[Collected data entries]

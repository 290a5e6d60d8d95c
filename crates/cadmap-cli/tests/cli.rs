// SPDX-License-Identifier: Apache-2.0
// © James Ross Ω FLYING•ROBOTS <https://github.com/flyingrobots>
#![allow(missing_docs)]
#![allow(clippy::unwrap_used)]
#![allow(clippy::expect_used)]
//! End-to-end checks of the `cadmap` binary. None of them reach the network:
//! the base URL points at a closed local port and catalogs come from the
//! builtin set.

use std::fs;
use std::path::Path;

use assert_cmd::Command;
use predicates::prelude::*;
use tempfile::TempDir;

const OFFLINE: &str = "http://127.0.0.1:9";

fn cadmap(config: &Path) -> Command {
    let mut cmd = Command::cargo_bin("cadmap").unwrap();
    cmd.arg("--config-dir").arg(config).arg("--base-url").arg(OFFLINE);
    cmd
}

#[test]
fn builtin_layers_are_listed() {
    let dir = TempDir::new().unwrap();
    cadmap(dir.path())
        .args(["layers", "--builtin"])
        .assert()
        .success()
        .stdout(predicate::str::contains("parcelles"))
        .stdout(predicate::str::contains("zonage_plu"))
        .stdout(predicate::str::contains("14-19"))
        .stdout(predicate::str::contains("typezone"));
}

#[test]
fn unreachable_catalog_fails_layer_listing() {
    let dir = TempDir::new().unwrap();
    cadmap(dir.path())
        .args(["--timeout-ms", "500", "layers"])
        .assert()
        .failure()
        .stderr(predicate::str::contains("fetching layer catalog"));
}

#[test]
fn prefs_show_prints_defaults_with_overrides() {
    let dir = TempDir::new().unwrap();
    cadmap(dir.path())
        .args(["prefs", "show"])
        .assert()
        .success()
        .stdout(predicate::str::contains("\"capacity\": 5"))
        .stdout(predicate::str::contains(OFFLINE));
}

#[test]
fn prefs_reset_writes_defaults() {
    let dir = TempDir::new().unwrap();
    fs::write(dir.path().join("map_prefs.json"), r#"{"layers":{"capacity":2}}"#).unwrap();
    cadmap(dir.path())
        .args(["prefs", "reset"])
        .assert()
        .success()
        .stdout(predicate::str::contains("preferences reset"));
    let saved = fs::read_to_string(dir.path().join("map_prefs.json")).unwrap();
    assert!(saved.contains("\"capacity\": 5"));
}

#[test]
fn replay_schedules_layers_and_rejects_mixed_units() {
    let dir = TempDir::new().unwrap();
    let script = dir.path().join("script.json");
    fs::write(
        &script,
        r#"[
            {"event": "settle", "zoom": 15},
            {"event": "toggle", "layer": "batiments", "on": true},
            {"event": "toggle", "layer": "nowhere", "on": true},
            {"event": "builder", "on": true},
            {"event": "click_parcel", "section": "AB", "number": "12", "municipality": "33063"},
            {"event": "click_parcel", "section": "AC", "number": "7", "municipality": "33281"},
            {"event": "confirm"}
        ]"#,
    )
    .unwrap();
    cadmap(dir.path())
        .arg("replay")
        .arg(&script)
        .arg("--builtin")
        .arg("--save-prefs")
        .assert()
        .success()
        .stdout(predicate::str::contains(r#""op":"add_source","id":"parcelles""#))
        .stdout(predicate::str::contains(r#""op":"add_source","id":"batiments""#))
        .stdout(predicate::str::contains("toggle rejected: unknown layer: nowhere"))
        .stdout(predicate::str::contains("rejected: mixed_municipalities"))
        .stdout(predicate::str::contains(r#""state": "accumulating""#))
        .stdout(predicate::str::contains(r#""requests": 0"#));

    let saved = fs::read_to_string(dir.path().join("map_prefs.json")).unwrap();
    assert!(saved.contains("batiments"));
}

#[test]
fn malformed_scripts_are_reported() {
    let dir = TempDir::new().unwrap();
    let script = dir.path().join("bad.json");
    fs::write(&script, r#"[{"event": "teleport"}]"#).unwrap();
    cadmap(dir.path())
        .arg("replay")
        .arg(&script)
        .arg("--builtin")
        .assert()
        .failure()
        .stderr(predicate::str::contains("parsing replay script"));
}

# Exercise goal:
Your task is to reproduce all of the records exactly.

# Response for this exercise:
repository 290a5e6d60d8d95c
filename crates/cadmap-cli/tests/cli.rs
// SPDX-License-Identifier: Apache-2.0
// © James Ross Ω FLYING•ROBOTS <https://github.com/flyingrobots>
#![allow(missing_docs)]
#![allow(clippy::unwrap_used)]
#![allow(clippy::expect_used)]
//! End-to-end checks of the `cadmap` binary. None of them reach the network:
//! the base URL points at a closed local port and catalogs come from the
//! builtin set.

use std::fs;
use std::path::Path;

use assert_cmd::Command;
use predicates::prelude::*;
use tempfile::TempDir;

const OFFLINE: &str = "http://127.0.0.1:9";

fn cadmap(config: &Path) -> Command {
    let mut cmd = Command::cargo_bin("cadmap").unwrap();
    cmd.arg("--config-dir").arg(config).arg("--base-url").arg(OFFLINE);
    cmd
}

#[test]
fn builtin_layers_are_listed() {
    let dir = TempDir::new().unwrap();
    cadmap(dir.path())
        .args(["layers", "--builtin"])
        .assert()
        .success()
        .stdout(predicate::str::contains("parcelles"))
        .stdout(predicate::str::contains("zonage_plu"))
        .stdout(predicate::str::contains("14-19"))
        .stdout(predicate::str::contains("typezone"));
}

#[test]
fn unreachable_catalog_fails_layer_listing() {
    let dir = TempDir::new().unwrap();
    cadmap(dir.path())
        .args(["--timeout-ms", "500", "layers"])
        .assert()
        .failure()
        .stderr(predicate::str::contains("fetching layer catalog"));
}

#[test]
fn prefs_show_prints_defaults_with_overrides() {
    let dir = TempDir::new().unwrap();
    cadmap(dir.path())
        .args(["prefs", "show"])
        .assert()
        .success()
        .stdout(predicate::str::contains("\"capacity\": 5"))
        .stdout(predicate::str::contains(OFFLINE));
}

#[test]
fn prefs_reset_writes_defaults() {
    let dir = TempDir::new().unwrap();
    fs::write(dir.path().join("map_prefs.json"), r#"{"layers":{"capacity":2}}"#).unwrap();
    cadmap(dir.path())
        .args(["prefs", "reset"])
        .assert()
        .success()
        .stdout(predicate::str::contains("preferences reset"));
    let saved = fs::read_to_string(dir.path().join("map_prefs.json")).unwrap();
    assert!(saved.contains("\"capacity\": 5"));
}

#[test]
fn replay_schedules_layers_and_rejects_mixed_units() {
    let dir = TempDir::new().unwrap();
    let script = dir.path().join("script.json");
    fs::write(
        &script,
        r#"[
            {"event": "settle", "zoom": 15},
            {"event": "toggle", "layer": "batiments", "on": true},
            {"event": "toggle", "layer": "nowhere", "on": true},
            {"event": "builder", "on": true},
            {"event": "click_parcel", "section": "AB", "number": "12", "municipality": "33063"},
            {"event": "click_parcel", "section": "AC", "number": "7", "municipality": "33281"},
            {"event": "confirm"}
        ]"#,
    )
    .unwrap();
    cadmap(dir.path())
        .arg("replay")
        .arg(&script)
        .arg("--builtin")
        .arg("--save-prefs")
        .assert()
        .success()
        .stdout(predicate::str::contains(r#""op":"add_source","id":"parcelles""#))
        .stdout(predicate::str::contains(r#""op":"add_source","id":"batiments""#))
        .stdout(predicate::str::contains("toggle rejected: unknown layer: nowhere"))
        .stdout(predicate::str::contains("rejected: mixed_municipalities"))
        .stdout(predicate::str::contains(r#""state": "accumulating""#))
        .stdout(predicate::str::contains(r#""requests": 0"#));

    let saved = fs::read_to_string(dir.path().join("map_prefs.json")).unwrap();
    assert!(saved.contains("batiments"));
}

#[test]
fn malformed_scripts_are_reported() {
    let dir = TempDir::new().unwrap();
    let script = dir.path().join("bad.json");
    fs::write(&script, r#"[{"event": "teleport"}]"#).unwrap();
    cadmap(dir.path())
        .arg("replay")
        .arg(&script)
        .arg("--builtin")
        .assert()
        .failure()
        .stderr(predicate::str::contains("parsing replay script"));
}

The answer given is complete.